(Dataset entries)
= = = = =

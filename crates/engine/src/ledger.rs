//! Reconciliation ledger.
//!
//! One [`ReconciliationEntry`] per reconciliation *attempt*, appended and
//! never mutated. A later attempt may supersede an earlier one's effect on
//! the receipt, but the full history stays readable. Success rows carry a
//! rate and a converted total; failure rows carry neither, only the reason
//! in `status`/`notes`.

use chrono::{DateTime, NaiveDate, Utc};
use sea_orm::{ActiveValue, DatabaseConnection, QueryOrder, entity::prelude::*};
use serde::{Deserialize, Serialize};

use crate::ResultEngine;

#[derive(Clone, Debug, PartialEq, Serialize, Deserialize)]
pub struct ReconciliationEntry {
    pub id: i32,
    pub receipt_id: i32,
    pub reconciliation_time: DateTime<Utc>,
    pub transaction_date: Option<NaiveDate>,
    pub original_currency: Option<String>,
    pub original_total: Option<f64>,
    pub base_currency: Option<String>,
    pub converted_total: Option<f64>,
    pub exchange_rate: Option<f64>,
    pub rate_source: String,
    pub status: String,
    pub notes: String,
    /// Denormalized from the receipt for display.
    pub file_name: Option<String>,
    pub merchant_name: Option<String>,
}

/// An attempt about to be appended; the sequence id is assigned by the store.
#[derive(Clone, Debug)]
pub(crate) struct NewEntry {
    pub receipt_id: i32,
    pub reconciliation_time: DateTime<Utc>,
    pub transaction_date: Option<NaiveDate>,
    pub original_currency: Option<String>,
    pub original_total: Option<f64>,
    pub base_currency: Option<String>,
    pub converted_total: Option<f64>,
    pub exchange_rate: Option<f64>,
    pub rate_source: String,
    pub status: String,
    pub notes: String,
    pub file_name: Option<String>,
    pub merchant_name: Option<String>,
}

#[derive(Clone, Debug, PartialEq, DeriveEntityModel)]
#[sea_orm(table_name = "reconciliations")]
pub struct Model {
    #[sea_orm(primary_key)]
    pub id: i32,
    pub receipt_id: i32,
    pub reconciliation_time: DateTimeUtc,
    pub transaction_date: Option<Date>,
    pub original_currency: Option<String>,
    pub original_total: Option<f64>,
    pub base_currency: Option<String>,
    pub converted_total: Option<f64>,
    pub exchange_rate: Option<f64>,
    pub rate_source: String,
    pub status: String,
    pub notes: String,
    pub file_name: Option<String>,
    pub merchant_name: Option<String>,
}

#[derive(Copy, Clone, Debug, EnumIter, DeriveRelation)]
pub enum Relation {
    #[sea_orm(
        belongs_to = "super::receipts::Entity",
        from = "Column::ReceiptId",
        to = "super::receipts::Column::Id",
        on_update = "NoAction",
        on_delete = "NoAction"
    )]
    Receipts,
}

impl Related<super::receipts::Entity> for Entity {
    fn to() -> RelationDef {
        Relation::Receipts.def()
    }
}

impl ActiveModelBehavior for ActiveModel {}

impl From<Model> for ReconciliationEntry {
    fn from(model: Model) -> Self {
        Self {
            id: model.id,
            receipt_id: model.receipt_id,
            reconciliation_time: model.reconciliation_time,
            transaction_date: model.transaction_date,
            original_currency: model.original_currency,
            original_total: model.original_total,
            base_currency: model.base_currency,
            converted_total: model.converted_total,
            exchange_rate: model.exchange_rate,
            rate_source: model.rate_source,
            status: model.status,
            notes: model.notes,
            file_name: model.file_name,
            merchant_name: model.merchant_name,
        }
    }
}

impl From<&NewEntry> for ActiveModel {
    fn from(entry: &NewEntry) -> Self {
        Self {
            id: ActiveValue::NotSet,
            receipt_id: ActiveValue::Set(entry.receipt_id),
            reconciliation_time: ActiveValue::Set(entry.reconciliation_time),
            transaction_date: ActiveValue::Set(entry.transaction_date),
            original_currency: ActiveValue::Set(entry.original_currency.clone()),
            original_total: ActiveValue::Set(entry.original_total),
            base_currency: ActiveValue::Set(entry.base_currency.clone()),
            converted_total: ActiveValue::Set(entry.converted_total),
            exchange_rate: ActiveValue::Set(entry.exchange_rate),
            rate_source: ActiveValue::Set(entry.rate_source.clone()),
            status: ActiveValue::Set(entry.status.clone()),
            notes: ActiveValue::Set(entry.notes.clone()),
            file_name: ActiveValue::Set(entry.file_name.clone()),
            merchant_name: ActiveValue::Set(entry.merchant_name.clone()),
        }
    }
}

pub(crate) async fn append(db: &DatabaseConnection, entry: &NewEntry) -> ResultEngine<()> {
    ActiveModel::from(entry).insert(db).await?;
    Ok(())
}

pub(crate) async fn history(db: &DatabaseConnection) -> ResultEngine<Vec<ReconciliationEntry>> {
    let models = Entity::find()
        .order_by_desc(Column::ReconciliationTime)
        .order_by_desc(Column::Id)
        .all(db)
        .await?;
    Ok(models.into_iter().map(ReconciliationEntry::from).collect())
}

= = = = =

--- Exercise ---
Print out all of the data above word for word.

--- Response for this exercise ---
filename crates/engine/src/ledger.rs
//! Reconciliation ledger.
//!
//! One [`ReconciliationEntry`] per reconciliation *attempt*, appended and
//! never mutated. A later attempt may supersede an earlier one's effect on
//! the receipt, but the full history stays readable. Success rows carry a
//! rate and a converted total; failure rows carry neither, only the reason
//! in `status`/`notes`.

use chrono::{DateTime, NaiveDate, Utc};
use sea_orm::{ActiveValue, DatabaseConnection, QueryOrder, entity::prelude::*};
use serde::{Deserialize, Serialize};

use crate::ResultEngine;

#[derive(Clone, Debug, PartialEq, Serialize, Deserialize)]
pub struct ReconciliationEntry {
    pub id: i32,
    pub receipt_id: i32,
    pub reconciliation_time: DateTime<Utc>,
    pub transaction_date: Option<NaiveDate>,
    pub original_currency: Option<String>,
    pub original_total: Option<f64>,
    pub base_currency: Option<String>,
    pub converted_total: Option<f64>,
    pub exchange_rate: Option<f64>,
    pub rate_source: String,
    pub status: String,
    pub notes: String,
    /// Denormalized from the receipt for display.
    pub file_name: Option<String>,
    pub merchant_name: Option<String>,
}

/// An attempt about to be appended; the sequence id is assigned by the store.
#[derive(Clone, Debug)]
pub(crate) struct NewEntry {
    pub receipt_id: i32,
    pub reconciliation_time: DateTime<Utc>,
    pub transaction_date: Option<NaiveDate>,
    pub original_currency: Option<String>,
    pub original_total: Option<f64>,
    pub base_currency: Option<String>,
    pub converted_total: Option<f64>,
    pub exchange_rate: Option<f64>,
    pub rate_source: String,
    pub status: String,
    pub notes: String,
    pub file_name: Option<String>,
    pub merchant_name: Option<String>,
}

#[derive(Clone, Debug, PartialEq, DeriveEntityModel)]
#[sea_orm(table_name = "reconciliations")]
pub struct Model {
    #[sea_orm(primary_key)]
    pub id: i32,
    pub receipt_id: i32,
    pub reconciliation_time: DateTimeUtc,
    pub transaction_date: Option<Date>,
    pub original_currency: Option<String>,
    pub original_total: Option<f64>,
    pub base_currency: Option<String>,
    pub converted_total: Option<f64>,
    pub exchange_rate: Option<f64>,
    pub rate_source: String,
    pub status: String,
    pub notes: String,
    pub file_name: Option<String>,
    pub merchant_name: Option<String>,
}

#[derive(Copy, Clone, Debug, EnumIter, DeriveRelation)]
pub enum Relation {
    #[sea_orm(
        belongs_to = "super::receipts::Entity",
        from = "Column::ReceiptId",
        to = "super::receipts::Column::Id",
        on_update = "NoAction",
        on_delete = "NoAction"
    )]
    Receipts,
}

impl Related<super::receipts::Entity> for Entity {
    fn to() -> RelationDef {
        Relation::Receipts.def()
    }
}

impl ActiveModelBehavior for ActiveModel {}

impl From<Model> for ReconciliationEntry {
    fn from(model: Model) -> Self {
        Self {
            id: model.id,
            receipt_id: model.receipt_id,
            reconciliation_time: model.reconciliation_time,
            transaction_date: model.transaction_date,
            original_currency: model.original_currency,
            original_total: model.original_total,
            base_currency: model.base_currency,
            converted_total: model.converted_total,
            exchange_rate: model.exchange_rate,
            rate_source: model.rate_source,
            status: model.status,
            notes: model.notes,
            file_name: model.file_name,
            merchant_name: model.merchant_name,
        }
    }
}

impl From<&NewEntry> for ActiveModel {
    fn from(entry: &NewEntry) -> Self {
        Self {
            id: ActiveValue::NotSet,
            receipt_id: ActiveValue::Set(entry.receipt_id),
            reconciliation_time: ActiveValue::Set(entry.reconciliation_time),
            transaction_date: ActiveValue::Set(entry.transaction_date),
            original_currency: ActiveValue::Set(entry.original_currency.clone()),
            original_total: ActiveValue::Set(entry.original_total),
            base_currency: ActiveValue::Set(entry.base_currency.clone()),
            converted_total: ActiveValue::Set(entry.converted_total),
            exchange_rate: ActiveValue::Set(entry.exchange_rate),
            rate_source: ActiveValue::Set(entry.rate_source.clone()),
            status: ActiveValue::Set(entry.status.clone()),
            notes: ActiveValue::Set(entry.notes.clone()),
            file_name: ActiveValue::Set(entry.file_name.clone()),
            merchant_name: ActiveValue::Set(entry.merchant_name.clone()),
        }
    }
}

pub(crate) async fn append(db: &DatabaseConnection, entry: &NewEntry) -> ResultEngine<()> {
    ActiveModel::from(entry).insert(db).await?;
    Ok(())
}

pub(crate) async fn history(db: &DatabaseConnection) -> ResultEngine<Vec<ReconciliationEntry>> {
    let models = Entity::find()
        .order_by_desc(Column::ReconciliationTime)
        .order_by_desc(Column::Id)
        .all(db)
        .await?;
    Ok(models.into_iter().map(ReconciliationEntry::from).collect())
}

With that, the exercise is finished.